### [Work order]
A verbatim copy of the whole listing is what is needed.

______________________________

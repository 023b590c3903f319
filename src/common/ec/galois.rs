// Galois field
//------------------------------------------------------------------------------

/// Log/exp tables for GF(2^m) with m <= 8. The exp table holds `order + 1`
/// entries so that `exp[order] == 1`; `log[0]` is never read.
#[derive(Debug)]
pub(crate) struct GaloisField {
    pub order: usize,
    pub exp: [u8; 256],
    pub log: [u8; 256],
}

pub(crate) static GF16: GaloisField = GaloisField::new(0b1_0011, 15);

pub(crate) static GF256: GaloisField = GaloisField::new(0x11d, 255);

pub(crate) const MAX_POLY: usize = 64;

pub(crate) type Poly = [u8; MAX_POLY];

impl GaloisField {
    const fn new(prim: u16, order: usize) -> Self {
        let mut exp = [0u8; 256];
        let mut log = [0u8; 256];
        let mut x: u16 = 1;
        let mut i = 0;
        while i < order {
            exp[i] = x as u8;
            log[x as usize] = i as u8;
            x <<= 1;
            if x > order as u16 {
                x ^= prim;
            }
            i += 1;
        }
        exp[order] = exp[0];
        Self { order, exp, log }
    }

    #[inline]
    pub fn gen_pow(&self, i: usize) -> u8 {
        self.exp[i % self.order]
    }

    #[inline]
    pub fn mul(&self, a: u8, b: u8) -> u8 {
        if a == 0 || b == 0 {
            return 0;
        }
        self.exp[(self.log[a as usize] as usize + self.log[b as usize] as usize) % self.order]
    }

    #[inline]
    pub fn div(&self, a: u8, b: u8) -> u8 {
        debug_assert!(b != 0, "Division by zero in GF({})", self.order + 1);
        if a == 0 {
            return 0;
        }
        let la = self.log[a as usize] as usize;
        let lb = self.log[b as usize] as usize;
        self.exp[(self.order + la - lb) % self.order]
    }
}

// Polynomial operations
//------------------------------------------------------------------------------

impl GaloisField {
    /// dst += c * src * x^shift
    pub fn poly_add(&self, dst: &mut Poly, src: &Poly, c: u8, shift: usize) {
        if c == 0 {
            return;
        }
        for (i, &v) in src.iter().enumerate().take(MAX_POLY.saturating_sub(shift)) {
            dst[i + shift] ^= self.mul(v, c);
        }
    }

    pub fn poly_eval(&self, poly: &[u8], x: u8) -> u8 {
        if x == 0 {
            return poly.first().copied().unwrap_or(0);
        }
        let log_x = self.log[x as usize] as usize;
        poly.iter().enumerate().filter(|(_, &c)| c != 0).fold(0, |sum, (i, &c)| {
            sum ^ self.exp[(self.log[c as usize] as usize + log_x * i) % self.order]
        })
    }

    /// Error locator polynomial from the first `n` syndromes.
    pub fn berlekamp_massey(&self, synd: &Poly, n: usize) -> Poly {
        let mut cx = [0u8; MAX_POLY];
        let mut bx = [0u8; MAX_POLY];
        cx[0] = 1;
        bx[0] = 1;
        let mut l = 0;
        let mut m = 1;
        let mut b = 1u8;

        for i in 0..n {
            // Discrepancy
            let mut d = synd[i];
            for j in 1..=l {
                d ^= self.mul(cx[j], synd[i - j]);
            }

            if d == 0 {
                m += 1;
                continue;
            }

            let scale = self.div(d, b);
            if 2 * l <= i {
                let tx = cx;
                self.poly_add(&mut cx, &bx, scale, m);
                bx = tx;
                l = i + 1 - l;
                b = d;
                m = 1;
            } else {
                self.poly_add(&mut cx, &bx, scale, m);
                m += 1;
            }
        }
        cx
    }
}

______________________________

### [Result]
repository 023b590c3903f319
filename src/common/ec/galois.rs
// Galois field
//------------------------------------------------------------------------------

/// Log/exp tables for GF(2^m) with m <= 8. The exp table holds `order + 1`
/// entries so that `exp[order] == 1`; `log[0]` is never read.
#[derive(Debug)]
pub(crate) struct GaloisField {
    pub order: usize,
    pub exp: [u8; 256],
    pub log: [u8; 256],
}

pub(crate) static GF16: GaloisField = GaloisField::new(0b1_0011, 15);

pub(crate) static GF256: GaloisField = GaloisField::new(0x11d, 255);

pub(crate) const MAX_POLY: usize = 64;

pub(crate) type Poly = [u8; MAX_POLY];

impl GaloisField {
    const fn new(prim: u16, order: usize) -> Self {
        let mut exp = [0u8; 256];
        let mut log = [0u8; 256];
        let mut x: u16 = 1;
        let mut i = 0;
        while i < order {
            exp[i] = x as u8;
            log[x as usize] = i as u8;
            x <<= 1;
            if x > order as u16 {
                x ^= prim;
            }
            i += 1;
        }
        exp[order] = exp[0];
        Self { order, exp, log }
    }

    #[inline]
    pub fn gen_pow(&self, i: usize) -> u8 {
        self.exp[i % self.order]
    }

    #[inline]
    pub fn mul(&self, a: u8, b: u8) -> u8 {
        if a == 0 || b == 0 {
            return 0;
        }
        self.exp[(self.log[a as usize] as usize + self.log[b as usize] as usize) % self.order]
    }

    #[inline]
    pub fn div(&self, a: u8, b: u8) -> u8 {
        debug_assert!(b != 0, "Division by zero in GF({})", self.order + 1);
        if a == 0 {
            return 0;
        }
        let la = self.log[a as usize] as usize;
        let lb = self.log[b as usize] as usize;
        self.exp[(self.order + la - lb) % self.order]
    }
}

// Polynomial operations
//------------------------------------------------------------------------------

impl GaloisField {
    /// dst += c * src * x^shift
    pub fn poly_add(&self, dst: &mut Poly, src: &Poly, c: u8, shift: usize) {
        if c == 0 {
            return;
        }
        for (i, &v) in src.iter().enumerate().take(MAX_POLY.saturating_sub(shift)) {
            dst[i + shift] ^= self.mul(v, c);
        }
    }

    pub fn poly_eval(&self, poly: &[u8], x: u8) -> u8 {
        if x == 0 {
            return poly.first().copied().unwrap_or(0);
        }
        let log_x = self.log[x as usize] as usize;
        poly.iter().enumerate().filter(|(_, &c)| c != 0).fold(0, |sum, (i, &c)| {
            sum ^ self.exp[(self.log[c as usize] as usize + log_x * i) % self.order]
        })
    }

    /// Error locator polynomial from the first `n` syndromes.
    pub fn berlekamp_massey(&self, synd: &Poly, n: usize) -> Poly {
        let mut cx = [0u8; MAX_POLY];
        let mut bx = [0u8; MAX_POLY];
        cx[0] = 1;
        bx[0] = 1;
        let mut l = 0;
        let mut m = 1;
        let mut b = 1u8;

        for i in 0..n {
            // Discrepancy
            let mut d = synd[i];
            for j in 1..=l {
                d ^= self.mul(cx[j], synd[i - j]);
            }

            if d == 0 {
                m += 1;
                continue;
            }

            let scale = self.div(d, b);
            if 2 * l <= i {
                let tx = cx;
                self.poly_add(&mut cx, &bx, scale, m);
                bx = tx;
                l = i + 1 - l;
                b = d;
                m = 1;
            } else {
                self.poly_add(&mut cx, &bx, scale, m);
                m += 1;
            }
        }
        cx
    }
}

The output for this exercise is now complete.